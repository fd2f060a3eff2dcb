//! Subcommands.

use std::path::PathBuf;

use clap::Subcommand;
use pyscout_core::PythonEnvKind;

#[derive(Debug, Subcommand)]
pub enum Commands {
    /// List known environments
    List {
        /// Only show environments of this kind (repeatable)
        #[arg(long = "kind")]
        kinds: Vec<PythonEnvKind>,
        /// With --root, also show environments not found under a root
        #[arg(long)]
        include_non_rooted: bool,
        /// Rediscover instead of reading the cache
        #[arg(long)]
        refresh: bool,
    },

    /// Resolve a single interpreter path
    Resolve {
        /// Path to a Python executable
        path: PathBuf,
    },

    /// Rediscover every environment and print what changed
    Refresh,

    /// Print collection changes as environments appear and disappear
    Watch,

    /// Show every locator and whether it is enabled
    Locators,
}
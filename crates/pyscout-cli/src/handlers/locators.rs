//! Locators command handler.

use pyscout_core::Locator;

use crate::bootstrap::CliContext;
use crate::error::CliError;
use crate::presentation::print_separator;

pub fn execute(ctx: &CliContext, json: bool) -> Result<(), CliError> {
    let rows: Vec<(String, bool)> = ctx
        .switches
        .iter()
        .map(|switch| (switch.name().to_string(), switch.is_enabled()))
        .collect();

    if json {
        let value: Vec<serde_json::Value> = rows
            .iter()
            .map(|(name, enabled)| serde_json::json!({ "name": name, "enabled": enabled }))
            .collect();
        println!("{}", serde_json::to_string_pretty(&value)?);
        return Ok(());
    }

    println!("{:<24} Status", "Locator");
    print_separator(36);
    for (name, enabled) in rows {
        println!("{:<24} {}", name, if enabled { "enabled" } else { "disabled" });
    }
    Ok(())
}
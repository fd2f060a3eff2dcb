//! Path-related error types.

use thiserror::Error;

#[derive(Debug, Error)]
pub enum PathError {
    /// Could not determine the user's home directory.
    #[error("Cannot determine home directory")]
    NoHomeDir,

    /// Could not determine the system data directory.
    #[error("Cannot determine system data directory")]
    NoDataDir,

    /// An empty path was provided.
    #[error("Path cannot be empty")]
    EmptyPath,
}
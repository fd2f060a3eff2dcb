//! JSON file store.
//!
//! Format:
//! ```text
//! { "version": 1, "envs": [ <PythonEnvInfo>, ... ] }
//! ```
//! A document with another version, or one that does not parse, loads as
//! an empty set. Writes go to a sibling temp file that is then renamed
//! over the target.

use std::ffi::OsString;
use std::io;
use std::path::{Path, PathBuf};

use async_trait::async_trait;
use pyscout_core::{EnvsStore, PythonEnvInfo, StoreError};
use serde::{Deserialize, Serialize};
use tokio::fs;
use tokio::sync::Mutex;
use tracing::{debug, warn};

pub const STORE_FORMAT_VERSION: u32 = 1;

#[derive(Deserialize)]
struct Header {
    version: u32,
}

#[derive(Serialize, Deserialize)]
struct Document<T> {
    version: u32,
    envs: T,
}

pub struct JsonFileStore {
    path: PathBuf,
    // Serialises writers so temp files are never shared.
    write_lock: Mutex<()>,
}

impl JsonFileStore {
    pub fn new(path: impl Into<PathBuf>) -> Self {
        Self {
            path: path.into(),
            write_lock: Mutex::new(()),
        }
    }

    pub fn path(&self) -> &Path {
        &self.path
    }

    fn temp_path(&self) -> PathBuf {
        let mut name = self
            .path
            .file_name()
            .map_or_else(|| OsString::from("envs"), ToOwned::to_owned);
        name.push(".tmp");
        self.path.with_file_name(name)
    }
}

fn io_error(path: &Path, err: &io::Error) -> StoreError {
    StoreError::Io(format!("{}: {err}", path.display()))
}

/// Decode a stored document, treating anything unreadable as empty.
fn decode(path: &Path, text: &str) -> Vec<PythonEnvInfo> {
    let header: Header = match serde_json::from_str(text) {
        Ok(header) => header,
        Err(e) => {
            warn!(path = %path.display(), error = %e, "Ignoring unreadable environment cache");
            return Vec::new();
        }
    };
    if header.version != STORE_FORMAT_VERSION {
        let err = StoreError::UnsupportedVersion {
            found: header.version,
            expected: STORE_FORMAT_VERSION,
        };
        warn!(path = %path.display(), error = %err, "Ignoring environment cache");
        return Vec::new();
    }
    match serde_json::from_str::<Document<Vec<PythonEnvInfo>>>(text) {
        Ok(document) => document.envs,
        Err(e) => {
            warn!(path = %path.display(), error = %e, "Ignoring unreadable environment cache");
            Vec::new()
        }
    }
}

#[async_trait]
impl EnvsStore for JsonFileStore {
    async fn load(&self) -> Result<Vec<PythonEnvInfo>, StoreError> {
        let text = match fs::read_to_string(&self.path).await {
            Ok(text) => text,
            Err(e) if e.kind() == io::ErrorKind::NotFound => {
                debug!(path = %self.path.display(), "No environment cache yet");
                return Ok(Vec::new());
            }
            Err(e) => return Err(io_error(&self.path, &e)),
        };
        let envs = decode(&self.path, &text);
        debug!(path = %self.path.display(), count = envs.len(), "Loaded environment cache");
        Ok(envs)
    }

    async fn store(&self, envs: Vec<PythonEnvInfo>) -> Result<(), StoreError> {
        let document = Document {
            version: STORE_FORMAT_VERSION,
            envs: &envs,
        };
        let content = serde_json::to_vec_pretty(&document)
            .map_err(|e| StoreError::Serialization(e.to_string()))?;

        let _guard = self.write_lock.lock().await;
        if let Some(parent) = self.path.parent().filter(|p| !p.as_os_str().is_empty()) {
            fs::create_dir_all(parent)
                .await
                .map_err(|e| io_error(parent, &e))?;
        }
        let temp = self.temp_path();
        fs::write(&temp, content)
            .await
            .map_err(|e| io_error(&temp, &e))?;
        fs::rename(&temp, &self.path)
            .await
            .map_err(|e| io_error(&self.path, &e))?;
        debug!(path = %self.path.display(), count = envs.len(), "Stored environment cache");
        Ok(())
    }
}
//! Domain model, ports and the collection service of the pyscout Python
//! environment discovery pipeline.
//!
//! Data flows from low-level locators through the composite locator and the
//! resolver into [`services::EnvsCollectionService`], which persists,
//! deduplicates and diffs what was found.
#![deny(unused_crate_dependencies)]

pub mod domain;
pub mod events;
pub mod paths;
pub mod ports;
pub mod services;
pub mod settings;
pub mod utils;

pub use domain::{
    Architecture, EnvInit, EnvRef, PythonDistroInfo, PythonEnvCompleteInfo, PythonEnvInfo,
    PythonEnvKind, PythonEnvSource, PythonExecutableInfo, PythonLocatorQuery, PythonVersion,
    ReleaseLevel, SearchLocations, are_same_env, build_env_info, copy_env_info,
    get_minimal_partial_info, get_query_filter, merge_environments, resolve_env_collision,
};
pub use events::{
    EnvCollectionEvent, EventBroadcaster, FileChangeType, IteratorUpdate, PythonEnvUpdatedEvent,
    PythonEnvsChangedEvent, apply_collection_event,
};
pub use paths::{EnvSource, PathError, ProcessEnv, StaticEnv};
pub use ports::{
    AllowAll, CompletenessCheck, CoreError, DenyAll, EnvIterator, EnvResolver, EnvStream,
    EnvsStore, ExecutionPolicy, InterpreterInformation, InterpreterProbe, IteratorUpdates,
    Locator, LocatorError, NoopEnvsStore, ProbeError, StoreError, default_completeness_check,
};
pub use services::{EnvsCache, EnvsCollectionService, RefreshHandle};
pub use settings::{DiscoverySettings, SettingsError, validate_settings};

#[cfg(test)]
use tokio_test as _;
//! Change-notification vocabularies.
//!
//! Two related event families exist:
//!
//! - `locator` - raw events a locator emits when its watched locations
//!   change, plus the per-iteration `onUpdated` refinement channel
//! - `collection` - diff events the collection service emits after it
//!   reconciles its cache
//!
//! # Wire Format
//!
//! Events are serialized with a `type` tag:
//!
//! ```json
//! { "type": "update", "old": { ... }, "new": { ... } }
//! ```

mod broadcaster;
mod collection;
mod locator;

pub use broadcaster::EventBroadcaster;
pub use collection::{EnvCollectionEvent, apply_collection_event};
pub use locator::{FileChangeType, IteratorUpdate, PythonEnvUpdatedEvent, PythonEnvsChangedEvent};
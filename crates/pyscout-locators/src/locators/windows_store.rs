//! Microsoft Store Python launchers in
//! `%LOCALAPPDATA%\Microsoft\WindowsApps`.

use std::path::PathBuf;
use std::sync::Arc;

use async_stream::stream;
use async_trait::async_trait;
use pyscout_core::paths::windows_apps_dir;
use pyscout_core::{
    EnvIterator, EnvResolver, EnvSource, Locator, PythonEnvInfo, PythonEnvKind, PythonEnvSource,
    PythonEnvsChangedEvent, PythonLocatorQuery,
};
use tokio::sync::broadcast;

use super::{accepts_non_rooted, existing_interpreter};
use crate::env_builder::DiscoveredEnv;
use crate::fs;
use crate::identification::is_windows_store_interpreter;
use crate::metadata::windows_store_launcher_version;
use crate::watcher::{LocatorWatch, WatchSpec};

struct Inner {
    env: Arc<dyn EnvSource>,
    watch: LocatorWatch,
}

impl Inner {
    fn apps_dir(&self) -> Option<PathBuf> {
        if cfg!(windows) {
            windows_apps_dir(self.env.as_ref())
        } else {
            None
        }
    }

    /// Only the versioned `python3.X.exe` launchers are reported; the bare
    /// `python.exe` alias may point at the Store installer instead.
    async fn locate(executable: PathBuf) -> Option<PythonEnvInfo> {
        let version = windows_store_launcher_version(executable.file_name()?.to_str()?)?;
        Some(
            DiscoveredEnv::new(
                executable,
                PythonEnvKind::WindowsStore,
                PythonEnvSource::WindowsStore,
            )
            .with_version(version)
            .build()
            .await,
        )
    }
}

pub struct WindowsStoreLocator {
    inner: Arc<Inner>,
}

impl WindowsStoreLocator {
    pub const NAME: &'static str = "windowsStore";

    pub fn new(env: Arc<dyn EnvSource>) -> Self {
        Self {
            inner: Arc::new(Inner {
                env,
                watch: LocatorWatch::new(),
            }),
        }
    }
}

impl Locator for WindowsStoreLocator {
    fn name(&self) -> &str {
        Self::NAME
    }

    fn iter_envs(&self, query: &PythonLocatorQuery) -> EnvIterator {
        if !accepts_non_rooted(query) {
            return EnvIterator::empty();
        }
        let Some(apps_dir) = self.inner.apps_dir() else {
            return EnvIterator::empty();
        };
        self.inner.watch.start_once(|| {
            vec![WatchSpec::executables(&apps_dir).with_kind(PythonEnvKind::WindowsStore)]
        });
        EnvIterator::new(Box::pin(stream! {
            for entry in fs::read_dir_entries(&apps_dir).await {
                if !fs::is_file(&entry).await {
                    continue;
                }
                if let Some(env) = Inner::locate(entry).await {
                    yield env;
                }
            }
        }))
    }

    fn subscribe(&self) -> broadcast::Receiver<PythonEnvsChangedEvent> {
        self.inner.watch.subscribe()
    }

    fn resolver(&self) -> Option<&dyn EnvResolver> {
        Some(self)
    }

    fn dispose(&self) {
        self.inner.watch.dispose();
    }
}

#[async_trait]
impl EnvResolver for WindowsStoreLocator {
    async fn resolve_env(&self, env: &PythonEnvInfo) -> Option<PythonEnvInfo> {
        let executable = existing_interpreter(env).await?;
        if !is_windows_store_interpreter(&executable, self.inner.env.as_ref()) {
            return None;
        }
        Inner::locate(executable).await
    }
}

· · · · · · ·

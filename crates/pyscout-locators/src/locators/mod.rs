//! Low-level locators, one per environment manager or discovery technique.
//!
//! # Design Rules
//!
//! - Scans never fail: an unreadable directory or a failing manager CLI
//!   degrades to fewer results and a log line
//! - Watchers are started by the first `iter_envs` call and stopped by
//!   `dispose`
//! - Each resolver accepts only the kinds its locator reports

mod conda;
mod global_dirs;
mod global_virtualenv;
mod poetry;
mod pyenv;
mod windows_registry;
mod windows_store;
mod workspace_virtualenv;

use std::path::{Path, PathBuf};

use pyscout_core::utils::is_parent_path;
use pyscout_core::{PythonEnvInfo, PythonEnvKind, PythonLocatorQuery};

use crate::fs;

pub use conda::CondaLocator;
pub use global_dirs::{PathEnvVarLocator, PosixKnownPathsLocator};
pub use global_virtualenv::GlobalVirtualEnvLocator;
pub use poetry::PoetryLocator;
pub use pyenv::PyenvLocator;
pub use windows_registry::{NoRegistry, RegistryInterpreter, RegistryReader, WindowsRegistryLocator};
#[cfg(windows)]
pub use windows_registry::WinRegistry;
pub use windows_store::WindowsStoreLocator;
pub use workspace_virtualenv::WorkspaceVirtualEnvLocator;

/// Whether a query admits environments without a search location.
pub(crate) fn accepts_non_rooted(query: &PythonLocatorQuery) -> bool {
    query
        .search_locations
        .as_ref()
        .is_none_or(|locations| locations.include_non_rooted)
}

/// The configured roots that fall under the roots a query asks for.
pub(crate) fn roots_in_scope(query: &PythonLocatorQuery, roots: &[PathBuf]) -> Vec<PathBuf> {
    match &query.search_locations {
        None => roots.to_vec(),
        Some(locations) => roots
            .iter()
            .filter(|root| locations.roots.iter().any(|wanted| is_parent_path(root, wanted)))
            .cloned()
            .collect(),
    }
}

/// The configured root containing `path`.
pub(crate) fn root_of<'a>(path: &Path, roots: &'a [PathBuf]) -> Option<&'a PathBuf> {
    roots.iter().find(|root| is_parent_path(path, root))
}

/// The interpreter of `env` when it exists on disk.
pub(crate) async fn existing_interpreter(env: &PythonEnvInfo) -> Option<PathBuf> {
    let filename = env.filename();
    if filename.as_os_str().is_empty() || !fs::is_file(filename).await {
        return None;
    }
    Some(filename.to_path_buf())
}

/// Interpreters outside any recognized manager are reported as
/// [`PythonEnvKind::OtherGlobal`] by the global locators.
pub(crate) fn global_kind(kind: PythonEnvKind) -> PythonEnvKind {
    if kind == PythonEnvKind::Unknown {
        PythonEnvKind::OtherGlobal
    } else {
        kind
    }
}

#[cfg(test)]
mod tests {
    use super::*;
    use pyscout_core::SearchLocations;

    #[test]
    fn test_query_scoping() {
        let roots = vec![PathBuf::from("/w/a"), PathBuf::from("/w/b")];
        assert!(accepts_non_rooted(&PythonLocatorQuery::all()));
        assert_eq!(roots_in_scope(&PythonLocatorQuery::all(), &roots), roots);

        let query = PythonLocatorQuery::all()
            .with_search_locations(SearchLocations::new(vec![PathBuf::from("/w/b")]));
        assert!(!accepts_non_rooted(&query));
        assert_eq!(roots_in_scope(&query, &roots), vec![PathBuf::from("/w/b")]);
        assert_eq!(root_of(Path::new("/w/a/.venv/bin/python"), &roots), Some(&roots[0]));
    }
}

· · · · · · ·

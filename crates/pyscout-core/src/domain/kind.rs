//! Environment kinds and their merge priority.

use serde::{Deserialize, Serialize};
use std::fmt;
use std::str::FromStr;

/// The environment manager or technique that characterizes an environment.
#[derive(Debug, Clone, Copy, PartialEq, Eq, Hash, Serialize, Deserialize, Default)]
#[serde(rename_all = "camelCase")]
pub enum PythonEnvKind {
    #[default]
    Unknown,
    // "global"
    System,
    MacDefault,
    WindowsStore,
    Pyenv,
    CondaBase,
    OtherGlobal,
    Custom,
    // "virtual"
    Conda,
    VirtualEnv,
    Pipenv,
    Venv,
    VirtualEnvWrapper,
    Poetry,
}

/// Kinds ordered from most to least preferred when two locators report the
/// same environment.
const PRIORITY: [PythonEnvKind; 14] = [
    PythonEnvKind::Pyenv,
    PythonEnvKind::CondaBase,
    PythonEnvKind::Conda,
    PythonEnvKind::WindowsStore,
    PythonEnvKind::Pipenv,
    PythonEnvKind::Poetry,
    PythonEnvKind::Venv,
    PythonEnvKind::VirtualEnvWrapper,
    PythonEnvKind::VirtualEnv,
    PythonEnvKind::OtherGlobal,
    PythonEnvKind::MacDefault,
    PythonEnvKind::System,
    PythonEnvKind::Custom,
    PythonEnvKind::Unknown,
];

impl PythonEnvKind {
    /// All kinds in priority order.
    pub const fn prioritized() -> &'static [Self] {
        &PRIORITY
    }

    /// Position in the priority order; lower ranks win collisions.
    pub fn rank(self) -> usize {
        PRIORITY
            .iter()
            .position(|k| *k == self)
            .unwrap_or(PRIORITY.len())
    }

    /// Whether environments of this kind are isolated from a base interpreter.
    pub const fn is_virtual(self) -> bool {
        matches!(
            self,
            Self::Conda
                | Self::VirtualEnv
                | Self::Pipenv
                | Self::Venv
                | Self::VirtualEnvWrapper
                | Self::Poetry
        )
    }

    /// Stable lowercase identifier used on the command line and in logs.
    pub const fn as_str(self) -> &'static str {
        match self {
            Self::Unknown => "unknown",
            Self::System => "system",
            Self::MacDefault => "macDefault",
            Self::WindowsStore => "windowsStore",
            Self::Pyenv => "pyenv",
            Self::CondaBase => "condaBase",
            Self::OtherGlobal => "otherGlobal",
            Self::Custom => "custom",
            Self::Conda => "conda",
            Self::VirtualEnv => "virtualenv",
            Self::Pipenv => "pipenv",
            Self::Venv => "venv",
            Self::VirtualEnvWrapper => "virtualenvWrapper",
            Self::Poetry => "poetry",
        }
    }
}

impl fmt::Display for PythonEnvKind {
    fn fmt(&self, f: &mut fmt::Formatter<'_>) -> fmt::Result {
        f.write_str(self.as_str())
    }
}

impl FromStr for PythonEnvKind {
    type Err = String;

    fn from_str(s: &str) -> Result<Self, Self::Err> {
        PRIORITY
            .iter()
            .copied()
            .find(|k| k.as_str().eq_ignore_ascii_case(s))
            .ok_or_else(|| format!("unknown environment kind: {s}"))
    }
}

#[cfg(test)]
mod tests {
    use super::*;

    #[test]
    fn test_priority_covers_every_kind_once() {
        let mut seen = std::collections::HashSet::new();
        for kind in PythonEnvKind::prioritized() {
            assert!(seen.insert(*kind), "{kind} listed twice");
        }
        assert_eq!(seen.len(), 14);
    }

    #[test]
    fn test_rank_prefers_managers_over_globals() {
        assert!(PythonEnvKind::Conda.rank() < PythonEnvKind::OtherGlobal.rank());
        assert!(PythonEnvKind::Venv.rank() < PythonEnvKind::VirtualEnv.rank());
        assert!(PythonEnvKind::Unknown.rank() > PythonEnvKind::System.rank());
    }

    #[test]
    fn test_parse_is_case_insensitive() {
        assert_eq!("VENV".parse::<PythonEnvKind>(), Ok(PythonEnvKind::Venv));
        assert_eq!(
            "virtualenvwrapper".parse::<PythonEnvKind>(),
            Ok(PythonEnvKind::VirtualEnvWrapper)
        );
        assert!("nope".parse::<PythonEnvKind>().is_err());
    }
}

· · · · · · ·

# [Problem to solve]
Reply with nothing but the number of lines in the data that include the word "const".

# [Exercise answer]
6